Ein Dorfladen ist oft der Mittelpunkt einer Gemeinde
Wolfgang Gröll sieht in Dorfläden neben der Nachhaltigkeit noch einen anderen großen Vorteil: die Kommunikation. Meist ist in einem Dorfladen auch ein kleines Café integriert, das Kunden nach dem Einkauf nutzen. "Damit fördert man ganz stark den Zusammenhalt und die Kommunikation innerhalb eines Dorfes", sagt Gröll.

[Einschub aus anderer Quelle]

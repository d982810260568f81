//! HTTP implementation of the catalog API.

use crate::config::ClientConfig;
use async_trait::async_trait;
use poolside_core::api::CatalogApi;
use poolside_core::error::{CatalogError, CatalogResult};
use poolside_model::{
    Exercise, ExerciseId, Page, Plan, PlanDraft, PlanId, SwimSet, Upload,
    Workout, WorkoutId,
};
use reqwest::{Client, RequestBuilder, StatusCode};
use serde::de::DeserializeOwned;
use std::time::Duration;
use tracing::debug;

/// Reqwest client for the Poolside backend.
#[derive(Clone, Debug)]
pub struct ApiClient {
    client: Client,
    base_url: String,
}

impl ApiClient {
    /// Create a new API client against the configured base URL.
    pub fn new(config: &ClientConfig) -> Self {
        let client = Client::builder()
            .timeout(Duration::from_secs(config.timeout_secs))
            .build()
            .expect("Failed to create HTTP client");

        debug!(base_url = %config.base_url, "creating API client");

        Self {
            client,
            base_url: config.base_url.trim_end_matches('/').to_string(),
        }
    }

    /// Build a full API URL from a path.
    pub fn build_url(&self, path: &str) -> String {
        let path = path.trim_start_matches('/');
        format!("{}/api/{}", self.base_url, path)
    }

    /// Execute a request expecting a JSON body back.
    async fn execute_request<T: DeserializeOwned>(
        &self,
        request: RequestBuilder,
        context: &str,
    ) -> CatalogResult<T> {
        let response = request
            .send()
            .await
            .map_err(|err| CatalogError::Transport(err.to_string()))?;

        let status = response.status();
        if status.is_success() {
            return response
                .json()
                .await
                .map_err(|err| CatalogError::Decode(err.to_string()));
        }

        let message = response.text().await.unwrap_or_default();
        Err(map_status(status.as_u16(), context, message))
    }

    /// Execute a request where only the status matters (joins, deletions).
    async fn execute_empty(
        &self,
        request: RequestBuilder,
        context: &str,
    ) -> CatalogResult<()> {
        let response = request
            .send()
            .await
            .map_err(|err| CatalogError::Transport(err.to_string()))?;

        let status = response.status();
        if status.is_success() {
            return Ok(());
        }

        let message = response.text().await.unwrap_or_default();
        Err(map_status(status.as_u16(), context, message))
    }

    async fn get_json<T: DeserializeOwned>(&self, path: &str) -> CatalogResult<T> {
        let url = self.build_url(path);
        self.execute_request(self.client.get(&url), path).await
    }
}

/// Translate a non-success HTTP status into the catalog error taxonomy.
fn map_status(status: u16, context: &str, message: String) -> CatalogError {
    match StatusCode::from_u16(status) {
        Ok(StatusCode::NOT_FOUND) => CatalogError::NotFound(context.to_string()),
        Ok(StatusCode::UNAUTHORIZED) => CatalogError::Unauthorized,
        _ => CatalogError::Server {
            status,
            message: if message.is_empty() {
                "Unknown error".to_string()
            } else {
                message
            },
        },
    }
}

#[async_trait]
impl CatalogApi for ApiClient {
    async fn fetch_workouts(&self) -> CatalogResult<Vec<Workout>> {
        self.get_json("workouts").await
    }

    async fn fetch_exercises(&self) -> CatalogResult<Vec<Exercise>> {
        self.get_json("exercises").await
    }

    async fn fetch_plans(&self) -> CatalogResult<Vec<Plan>> {
        self.get_json("plans").await
    }

    async fn fetch_pages(&self) -> CatalogResult<Vec<Page>> {
        self.get_json("pages").await
    }

    async fn fetch_uploads(&self) -> CatalogResult<Vec<Upload>> {
        self.get_json("uploads").await
    }

    async fn fetch_workout_exercises(
        &self,
        workout: WorkoutId,
    ) -> CatalogResult<Vec<Exercise>> {
        self.get_json(&format!("workouts/{workout}/exercises")).await
    }

    async fn fetch_workout_swim_sets(
        &self,
        workout: WorkoutId,
    ) -> CatalogResult<Vec<SwimSet>> {
        self.get_json(&format!("workouts/{workout}/swim-sets")).await
    }

    async fn fetch_plan_workouts(
        &self,
        plan: PlanId,
    ) -> CatalogResult<Vec<Workout>> {
        self.get_json(&format!("plans/{plan}/workouts")).await
    }

    async fn create_plan(&self, draft: &PlanDraft) -> CatalogResult<Plan> {
        let url = self.build_url("plans");
        self.execute_request(self.client.post(&url).json(draft), "plans")
            .await
    }

    async fn update_plan(
        &self,
        plan: PlanId,
        draft: &PlanDraft,
    ) -> CatalogResult<Plan> {
        let path = format!("plans/{plan}");
        let url = self.build_url(&path);
        self.execute_request(self.client.put(&url).json(draft), &path)
            .await
    }

    async fn add_workout_to_plan(
        &self,
        plan: PlanId,
        workout: WorkoutId,
    ) -> CatalogResult<()> {
        let path = format!("plans/{plan}/workouts/{workout}");
        let url = self.build_url(&path);
        self.execute_empty(self.client.post(&url), &path).await
    }

    async fn remove_workout_from_plan(
        &self,
        plan: PlanId,
        workout: WorkoutId,
    ) -> CatalogResult<()> {
        let path = format!("plans/{plan}/workouts/{workout}");
        let url = self.build_url(&path);
        self.execute_empty(self.client.delete(&url), &path).await
    }

    async fn add_exercise_to_workout(
        &self,
        workout: WorkoutId,
        exercise: ExerciseId,
    ) -> CatalogResult<()> {
        let path = format!("workouts/{workout}/exercises/{exercise}");
        let url = self.build_url(&path);
        self.execute_empty(self.client.post(&url), &path).await
    }

    async fn remove_exercise_from_workout(
        &self,
        workout: WorkoutId,
        exercise: ExerciseId,
    ) -> CatalogResult<()> {
        let path = format!("workouts/{workout}/exercises/{exercise}");
        let url = self.build_url(&path);
        self.execute_empty(self.client.delete(&url), &path).await
    }
}
//! Per-view state and the composed filter → sort → paginate pipeline.

use super::filter::{self, CategoryDimension, CategorySelection, FilterState};
use super::item::ViewItem;
use super::paginate::{self, PageState, page_count};
use super::sort::{self, SortField, SortState};

/// The ephemeral state of one list view.
///
/// Created with defaults when the view activates, dropped when it goes
/// away; nothing here is persisted. The mutators own the coupling rule:
/// any change to filtering, sorting or the page size jumps back to the
/// first page, while plain page navigation touches nothing else.
#[derive(Debug, Clone, PartialEq, Default)]
pub struct ViewState {
    pub filter: FilterState,
    pub sort: SortState,
    pub page: PageState,
}

impl ViewState {
    pub fn new() -> Self {
        Self::default()
    }

    /// Initial state with a screen-specific sort (the plans screen opens on
    /// newest-first, for example).
    pub fn sorted_by(sort: SortState) -> Self {
        ViewState {
            sort,
            ..Self::default()
        }
    }

    pub fn set_search(&mut self, search: impl Into<String>) {
        self.filter.search = search.into();
        self.page.index = 0;
    }

    pub fn select_category(
        &mut self,
        dimension: CategoryDimension,
        selection: CategorySelection,
    ) {
        self.filter.select(dimension, selection);
        self.page.index = 0;
    }

    /// Header-click sorting; see [`SortState::toggle`].
    pub fn toggle_sort(&mut self, field: SortField) {
        self.sort.toggle(field);
        self.page.index = 0;
    }

    pub fn set_page_size(&mut self, size: usize) {
        self.page.size = size.max(1);
        self.page.index = 0;
    }

    /// Plain page navigation; filter and sort state are untouched and the
    /// index is taken as-is (out-of-range renders as an empty page until
    /// [`ViewState::clamp_page`] runs).
    pub fn set_page_index(&mut self, index: usize) {
        self.page.index = index;
    }

    /// Re-clamp the page index after the filtered collection changed
    /// underneath the view (deletion, refresh).
    pub fn clamp_page(&mut self, filtered_len: usize) {
        let count = page_count(filtered_len, self.page.size);
        self.page.index = if count == 0 {
            0
        } else {
            self.page.index.min(count - 1)
        };
    }
}

/// What the presentation layer renders: one page of references into the
/// loaded collection, plus the totals its pagination controls need.
#[derive(Debug)]
pub struct ViewPage<'a, T> {
    pub items: Vec<&'a T>,
    pub page_count: usize,
    /// Length of the filtered (pre-pagination) collection.
    pub filtered_len: usize,
}

/// Run the full pipeline over a loaded collection.
///
/// Filters with [`filter::matches`], sorts with the stable comparator from
/// [`sort`], then slices the requested page. The input collection is
/// untouched; the result borrows from it.
pub fn view<'a, T: ViewItem>(items: &'a [T], state: &ViewState) -> ViewPage<'a, T> {
    let mut selected: Vec<&T> = items
        .iter()
        .filter(|item| filter::matches(*item, &state.filter))
        .collect();

    selected.sort_by(|a, b| sort::compare(*a, *b, &state.sort));

    let filtered_len = selected.len();
    let page = paginate::paginate(&selected, &state.page);

    ViewPage {
        page_count: page.page_count,
        items: page.items.to_vec(),
        filtered_len,
    }
}
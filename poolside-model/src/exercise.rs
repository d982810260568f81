use crate::ids::{ExerciseId, UploadId};
use chrono::{DateTime, Utc};
use serde::{Deserialize, Serialize};

/// A technique exercise as returned by `GET /api/exercises`.
#[derive(Debug, Clone, PartialEq, Serialize, Deserialize)]
pub struct Exercise {
    pub id: ExerciseId,
    pub title: String,
    /// Rich-text HTML from the editor.
    #[serde(default)]
    pub description: Option<String>,
    #[serde(default)]
    pub exercise_category: Option<String>,
    #[serde(default)]
    pub exercise_level: Option<String>,
    /// Illustration image, when one was uploaded.
    #[serde(default)]
    pub upload_id: Option<UploadId>,
    #[serde(default)]
    pub created_at: Option<DateTime<Utc>>,
    #[serde(default)]
    pub updated_at: Option<DateTime<Utc>>,
}
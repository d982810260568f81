//! The collection view engine: one generic filter/sort/paginate pipeline
//! shared by every list screen, keyed by field and dimension enums instead
//! of being re-implemented per entity.
//!
//! Data flows loader → [`filter`] → [`sort`] → [`paginate`]; [`view`]
//! composes the three stages behind a single call, and [`session`] scopes
//! the ephemeral state to one view activation.

pub mod filter;
pub mod item;
pub mod paginate;
pub mod session;
pub mod sort;
pub mod text;
pub mod view;

pub use filter::{CategoryDimension, CategorySelection, FilterState, matches};
pub use item::ViewItem;
pub use paginate::{
    DEFAULT_PAGE_SIZE, PAGE_SIZE_CHOICES, Page, PageState, page_count,
    paginate,
};
pub use session::{LoadTicket, ViewSession};
pub use sort::{SortField, SortOrder, SortState, SortValue, compare, sort_items};
pub use view::{ViewPage, ViewState, view};
//! End-to-end scenarios for the filter → sort → paginate pipeline.

use poolside_core::collection::{
    CategoryDimension, CategorySelection, FilterState, PageState, SortField,
    SortState, ViewState, matches, page_count, paginate, view,
};
use poolside_model::{
    Exercise, ExerciseId, Workout, WorkoutCategory, WorkoutId, WorkoutStats,
    WorkoutWithStats,
};

fn workout(id: i64, title: &str, category: Option<&str>) -> Workout {
    Workout {
        id: WorkoutId(id),
        title: title.to_string(),
        description: None,
        workout_category: category.map(str::to_string),
        created_at: None,
        updated_at: None,
    }
}

fn exercise(id: i64, title: &str, category: &str, level: &str) -> Exercise {
    Exercise {
        id: ExerciseId(id),
        title: title.to_string(),
        description: None,
        exercise_category: Some(category.to_string()),
        exercise_level: Some(level.to_string()),
        upload_id: None,
        created_at: None,
        updated_at: None,
    }
}

fn numbered_workouts(count: usize) -> Vec<Workout> {
    (1..=count as i64)
        .map(|id| workout(id, &format!("Séance {id}"), None))
        .collect()
}

#[test]
fn identity_filter_matches_every_item() {
    let state = FilterState::default();
    for item in numbered_workouts(10) {
        assert!(matches(&item, &state));
    }
}

#[test]
fn search_matches_three_of_five_titles() {
    let workouts = vec![
        workout(1, "Vitesse pure", Some("Vitesse")),
        workout(2, "Bloc vitesse + départs", Some("Vitesse")),
        workout(3, "Endurance de base", Some("Aero 1")),
        workout(4, "VITESSE lactique", Some("Vitesse")),
        workout(5, "Technique dos", Some("Technique")),
    ];
    let state = FilterState::with_search("vitesse");
    let hits: Vec<_> = workouts
        .iter()
        .filter(|w| matches(*w, &state))
        .collect();
    assert_eq!(hits.len(), 3);
}

#[test]
fn search_reads_markup_as_plain_text() {
    let mut with_markup = workout(1, "Sprint", None);
    with_markup.description =
        Some("<p>Travail de <b>vitesse</b> en hypoxie</p>".to_string());
    let plain = workout(2, "Souplesse", None);

    let state = FilterState::with_search("vitesse");
    assert!(matches(&with_markup, &state));
    assert!(!matches(&plain, &state));
}

#[test]
fn category_and_search_predicates_combine_with_and() {
    let workouts = vec![
        workout(1, "Sprint 25m", Some("Vitesse")),
        workout(2, "Sprint 50m", Some("Mixte")),
        workout(3, "Souplesse", Some("Vitesse")),
    ];
    let mut state = FilterState::with_search("sprint");
    state.select(
        CategoryDimension::Category,
        WorkoutCategory::Vitesse.into(),
    );

    let hits: Vec<_> = workouts
        .iter()
        .filter(|w| matches(*w, &state))
        .map(|w| w.id)
        .collect();
    assert_eq!(hits, vec![WorkoutId(1)]);
}

#[test]
fn exercises_filter_on_two_dimensions_independently() {
    let exercises = vec![
        exercise(1, "Rattrapé", "Correctif De Nage", "Débutant"),
        exercise(2, "Opposition", "Correctif De Nage", "Avancé"),
        exercise(3, "Culbute", "Travail de Base", "Débutant"),
    ];
    let mut state = FilterState::default();
    state.select(
        CategoryDimension::Category,
        CategorySelection::only("Correctif De Nage"),
    );
    state.select(CategoryDimension::Level, CategorySelection::only("Débutant"));

    let hits: Vec<_> = exercises
        .iter()
        .filter(|e| matches(*e, &state))
        .map(|e| e.id)
        .collect();
    assert_eq!(hits, vec![ExerciseId(1)]);
}

#[test]
fn twenty_five_items_paginate_into_three_pages() {
    let workouts = numbered_workouts(25);
    let state = ViewState::default();
    let first = view(&workouts, &state);
    assert_eq!(first.page_count, 3);
    assert_eq!(first.items.len(), 10);
    assert_eq!(first.filtered_len, 25);

    let mut last = ViewState::default();
    last.set_page_index(2);
    assert_eq!(view(&workouts, &last).items.len(), 5);
}

#[test]
fn out_of_range_page_is_empty_but_harmless() {
    let workouts = numbered_workouts(3);
    let mut state = ViewState::default();
    state.set_page_index(12);
    let page = view(&workouts, &state);
    assert!(page.items.is_empty());
    assert_eq!(page.page_count, 1);
}

#[test]
fn concatenated_pages_are_exactly_the_sorted_filtered_collection() {
    let workouts = numbered_workouts(23);
    let mut state = ViewState::default();
    state.set_page_size(5);
    state.toggle_sort(SortField::Title);

    let full = {
        let mut all = ViewState::default();
        all.toggle_sort(SortField::Title);
        all.set_page_size(usize::MAX);
        view(&workouts, &all)
    };

    let mut rebuilt = Vec::new();
    let count = page_count(full.filtered_len, 5);
    for index in 0..count {
        state.set_page_index(index);
        rebuilt.extend(view(&workouts, &state).items.iter().map(|w| w.id));
    }

    let expected: Vec<_> = full.items.iter().map(|w| w.id).collect();
    assert_eq!(rebuilt, expected);
    assert_eq!(rebuilt.len(), 23);
}

#[test]
fn descending_reverses_ascending_when_keys_are_unique() {
    let workouts = vec![
        workout(3, "c", None),
        workout(1, "a", None),
        workout(2, "b", None),
    ];

    let mut ascending = ViewState::default();
    ascending.sort = SortState::ascending(SortField::Title);
    let mut descending = ViewState::default();
    descending.sort = SortState::descending(SortField::Title);

    let up: Vec<_> = view(&workouts, &ascending)
        .items
        .iter()
        .map(|w| w.id)
        .collect();
    let mut down: Vec<_> = view(&workouts, &descending)
        .items
        .iter()
        .map(|w| w.id)
        .collect();
    down.reverse();
    assert_eq!(up, down);
}

#[test]
fn derived_fields_sort_augmented_workouts() {
    let rows = vec![
        WorkoutWithStats {
            workout: workout(1, "Courte", None),
            stats: WorkoutStats {
                exercise_count: 1,
                set_count: 2,
                total_distance_m: 800,
                estimated_duration_min: 9.0,
            },
        },
        WorkoutWithStats {
            workout: workout(2, "Longue", None),
            stats: WorkoutStats {
                exercise_count: 4,
                set_count: 6,
                total_distance_m: 3200,
                estimated_duration_min: 41.5,
            },
        },
        WorkoutWithStats {
            workout: workout(3, "Dégradée", None),
            stats: WorkoutStats::default(),
        },
    ];

    let mut state = ViewState::default();
    state.sort = SortState::descending(SortField::TotalDistance);
    let ids: Vec<_> = view(&rows, &state)
        .items
        .iter()
        .map(|row| row.workout.id)
        .collect();
    assert_eq!(ids, vec![WorkoutId(2), WorkoutId(1), WorkoutId(3)]);
}

#[test]
fn empty_result_set_is_a_valid_outcome() {
    let workouts = numbered_workouts(4);
    let mut state = ViewState::default();
    state.set_search("papillon");
    let page = view(&workouts, &state);
    assert_eq!(page.filtered_len, 0);
    assert_eq!(page.page_count, 0);
    assert!(page.items.is_empty());
}

#[test]
fn raw_paginate_contract_matches_the_view() {
    let items: Vec<i64> = (0..25).collect();
    // The paginator itself is generic over any slice.
    let page = paginate(&items, &PageState::new(2, 10));
    assert_eq!(page.page_count, 3);
    assert_eq!(page.items.len(), 5);
}
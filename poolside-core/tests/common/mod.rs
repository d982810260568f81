//! In-memory catalog double shared by the integration suites.
//!
//! Records every operation it serves (name + arguments) so tests can assert
//! on exact call traffic, and lets individual relation calls be primed to
//! fail, since partial failure is part of the reconciler's contract.

// Each integration target compiles its own copy; not every target uses
// every helper.
#![allow(dead_code)]

use async_trait::async_trait;
use poolside_core::api::CatalogApi;
use poolside_core::error::{CatalogError, CatalogResult};
use poolside_model::{
    Exercise, ExerciseId, Page, Plan, PlanDraft, PlanId, SwimSet, SwimSetId,
    Upload, Workout, WorkoutId,
};
use std::collections::{BTreeSet, HashMap};
use std::sync::Mutex;

/// Route `warn!` output from the code under test through the test harness.
pub fn init_tracing() {
    let _ = tracing_subscriber::fmt()
        .with_env_filter(
            tracing_subscriber::EnvFilter::from_default_env(),
        )
        .with_test_writer()
        .try_init();
}

#[derive(Debug, Default)]
pub struct StubCatalog {
    pub workouts: Vec<Workout>,
    pub plans: Vec<Plan>,
    pub exercises_by_workout: HashMap<WorkoutId, Vec<Exercise>>,
    pub sets_by_workout: HashMap<WorkoutId, Vec<SwimSet>>,
    pub workouts_by_plan: HashMap<PlanId, Vec<Workout>>,
    /// Workout ids whose sub-resource fetches fail.
    pub failing_stats: BTreeSet<WorkoutId>,
    /// (plan, workout) pairs whose add call fails.
    pub failing_adds: BTreeSet<(PlanId, WorkoutId)>,
    operations: Mutex<Vec<String>>,
}

impl StubCatalog {
    pub fn new() -> Self {
        Self::default()
    }

    fn record(&self, operation: String) {
        self.operations
            .lock()
            .expect("operation log poisoned")
            .push(operation);
    }

    /// Every operation served so far, in call order.
    pub fn operations(&self) -> Vec<String> {
        self.operations
            .lock()
            .expect("operation log poisoned")
            .clone()
    }

    /// Operations matching a prefix, e.g. `"add_workout_to_plan"`.
    pub fn operations_named(&self, prefix: &str) -> Vec<String> {
        self.operations()
            .into_iter()
            .filter(|op| op.starts_with(prefix))
            .collect()
    }
}

pub fn workout(id: i64, title: &str) -> Workout {
    Workout {
        id: WorkoutId(id),
        title: title.to_string(),
        description: None,
        workout_category: None,
        created_at: None,
        updated_at: None,
    }
}

pub fn swim_set(
    workout: WorkoutId,
    distance: u32,
    repetition: u32,
    rest: u32,
) -> SwimSet {
    SwimSet {
        id: SwimSetId(0),
        workout_id: workout,
        set_distance: Some(distance),
        set_repetition: Some(repetition),
        rest_time: Some(rest),
        stroke: None,
    }
}

#[async_trait]
impl CatalogApi for StubCatalog {
    async fn fetch_workouts(&self) -> CatalogResult<Vec<Workout>> {
        self.record("fetch_workouts".to_string());
        Ok(self.workouts.clone())
    }

    async fn fetch_exercises(&self) -> CatalogResult<Vec<Exercise>> {
        self.record("fetch_exercises".to_string());
        Ok(Vec::new())
    }

    async fn fetch_plans(&self) -> CatalogResult<Vec<Plan>> {
        self.record("fetch_plans".to_string());
        Ok(self.plans.clone())
    }

    async fn fetch_pages(&self) -> CatalogResult<Vec<Page>> {
        self.record("fetch_pages".to_string());
        Ok(Vec::new())
    }

    async fn fetch_uploads(&self) -> CatalogResult<Vec<Upload>> {
        self.record("fetch_uploads".to_string());
        Ok(Vec::new())
    }

    async fn fetch_workout_exercises(
        &self,
        workout: WorkoutId,
    ) -> CatalogResult<Vec<Exercise>> {
        self.record(format!("fetch_workout_exercises({workout})"));
        if self.failing_stats.contains(&workout) {
            return Err(CatalogError::Server {
                status: 500,
                message: "stub failure".to_string(),
            });
        }
        Ok(self
            .exercises_by_workout
            .get(&workout)
            .cloned()
            .unwrap_or_default())
    }

    async fn fetch_workout_swim_sets(
        &self,
        workout: WorkoutId,
    ) -> CatalogResult<Vec<SwimSet>> {
        self.record(format!("fetch_workout_swim_sets({workout})"));
        if self.failing_stats.contains(&workout) {
            return Err(CatalogError::Server {
                status: 500,
                message: "stub failure".to_string(),
            });
        }
        Ok(self
            .sets_by_workout
            .get(&workout)
            .cloned()
            .unwrap_or_default())
    }

    async fn fetch_plan_workouts(
        &self,
        plan: PlanId,
    ) -> CatalogResult<Vec<Workout>> {
        self.record(format!("fetch_plan_workouts({plan})"));
        Ok(self
            .workouts_by_plan
            .get(&plan)
            .cloned()
            .unwrap_or_default())
    }

    async fn create_plan(&self, draft: &PlanDraft) -> CatalogResult<Plan> {
        self.record(format!("create_plan({})", draft.title));
        Ok(Plan {
            id: PlanId(1000),
            title: draft.title.clone(),
            description: draft.description.clone(),
            plan_category: draft.plan_category.clone(),
            user_id: draft.user_id,
            created_at: None,
            updated_at: None,
        })
    }

    async fn update_plan(
        &self,
        plan: PlanId,
        draft: &PlanDraft,
    ) -> CatalogResult<Plan> {
        self.record(format!("update_plan({plan})"));
        Ok(Plan {
            id: plan,
            title: draft.title.clone(),
            description: draft.description.clone(),
            plan_category: draft.plan_category.clone(),
            user_id: draft.user_id,
            created_at: None,
            updated_at: None,
        })
    }

    async fn add_workout_to_plan(
        &self,
        plan: PlanId,
        workout: WorkoutId,
    ) -> CatalogResult<()> {
        self.record(format!("add_workout_to_plan({plan}, {workout})"));
        if self.failing_adds.contains(&(plan, workout)) {
            return Err(CatalogError::Server {
                status: 500,
                message: "stub failure".to_string(),
            });
        }
        Ok(())
    }

    async fn remove_workout_from_plan(
        &self,
        plan: PlanId,
        workout: WorkoutId,
    ) -> CatalogResult<()> {
        self.record(format!("remove_workout_from_plan({plan}, {workout})"));
        Ok(())
    }

    async fn add_exercise_to_workout(
        &self,
        workout: WorkoutId,
        exercise: ExerciseId,
    ) -> CatalogResult<()> {
        self.record(format!("add_exercise_to_workout({workout}, {exercise})"));
        Ok(())
    }

    async fn remove_exercise_from_workout(
        &self,
        workout: WorkoutId,
        exercise: ExerciseId,
    ) -> CatalogResult<()> {
        self.record(format!(
            "remove_exercise_from_workout({workout}, {exercise})"
        ));
        Ok(())
    }
}
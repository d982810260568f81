//! View lifetime scoping for in-flight async work.
//!
//! There is no cancellation: a load, augmentation or reconciliation started
//! by a view keeps running if the view is torn down. What must not happen is
//! its result being applied to whatever view replaced it. Each activation
//! bumps an epoch; work captures a [`LoadTicket`] when it starts and the
//! view only applies results whose ticket is still current.

use super::view::ViewState;

/// Proof of which view activation a piece of async work was started for.
#[derive(Debug, Clone, Copy, PartialEq, Eq)]
pub struct LoadTicket {
    epoch: u64,
}

/// One view's activation epoch plus its ephemeral [`ViewState`].
///
/// Single-threaded by design: the hosting view owns the session and every
/// interaction goes through `&mut self` between await points, matching the
/// cooperative scheduling of the front end. State is passed in explicitly;
/// there are no ambient singletons to leak across views.
#[derive(Debug, Default)]
pub struct ViewSession {
    epoch: u64,
    pub state: ViewState,
}

impl ViewSession {
    pub fn new() -> Self {
        Self::default()
    }

    /// Enter the view: reset the state to defaults and invalidate every
    /// ticket issued before.
    pub fn activate(&mut self) {
        self.activate_with(ViewState::default());
    }

    /// Enter the view with a screen-specific initial state.
    pub fn activate_with(&mut self, state: ViewState) {
        self.epoch += 1;
        self.state = state;
    }

    /// Leave the view. The state resets and outstanding tickets go stale,
    /// so results of still-running work get dropped instead of applied.
    pub fn deactivate(&mut self) {
        self.epoch += 1;
        self.state = ViewState::default();
    }

    /// Capture the current epoch before starting async work.
    pub fn ticket(&self) -> LoadTicket {
        LoadTicket { epoch: self.epoch }
    }

    /// Is a result produced under `ticket` still for this view?
    pub fn accepts(&self, ticket: LoadTicket) -> bool {
        ticket.epoch == self.epoch
    }
}
use crate::ids::WorkoutId;
use chrono::{DateTime, Utc};
use serde::{Deserialize, Serialize};

/// A swim session (séance) as returned by `GET /api/workouts`.
///
/// `description` carries the rich-text editor's HTML; consumers that search
/// or display it outside the editor reduce it to plain text first.
#[derive(Debug, Clone, PartialEq, Serialize, Deserialize)]
pub struct Workout {
    pub id: WorkoutId,
    pub title: String,
    #[serde(default)]
    pub description: Option<String>,
    /// Nullable on the wire; `None` renders as "Non catégorisé".
    #[serde(default)]
    pub workout_category: Option<String>,
    #[serde(default)]
    pub created_at: Option<DateTime<Utc>>,
    #[serde(default)]
    pub updated_at: Option<DateTime<Utc>>,
}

Dass ein Dorfladen eine Gemeinde zusammenschweißen kann, das bemerkt auch Anja. Jeden Montag trifft sich eine Laufgruppe im Café ihres Ladens, regelmäßig kommt auch eine Turnergruppe vorbei und wie in den meisten Dorfläden gibt es auch Oberreute einen Stammtisch. "Wenn sich Leute zufällig bei uns treffen, bleiben sie oft noch da und trinken zusammen Kaffee", sagt Anja. Lange Zeit gab es in Oberreute keinen Ort, an dem sich die Bewohner treffen konnten. Mittlerweile kommt ganz Oberreute in den Dorfladen und das integrierte Café. "Viele Leute sagen, dass mit dem Café einfach wieder mehr Leben im Dorf ist", erzählt Anja, "es ist immer was los bei uns."
50 Stunden wöchentlich investiert Anja in ihren Laden und das möchte sie auch gerne bis zur Rente fortsetzen, denn der Dorfladen Oberreute läuft gut. Aber obwohl der Dorfladen so beliebt ist - für den großen Wocheneinkauf fahren die Meisten trotzdem noch zum nächsten Supermarkt.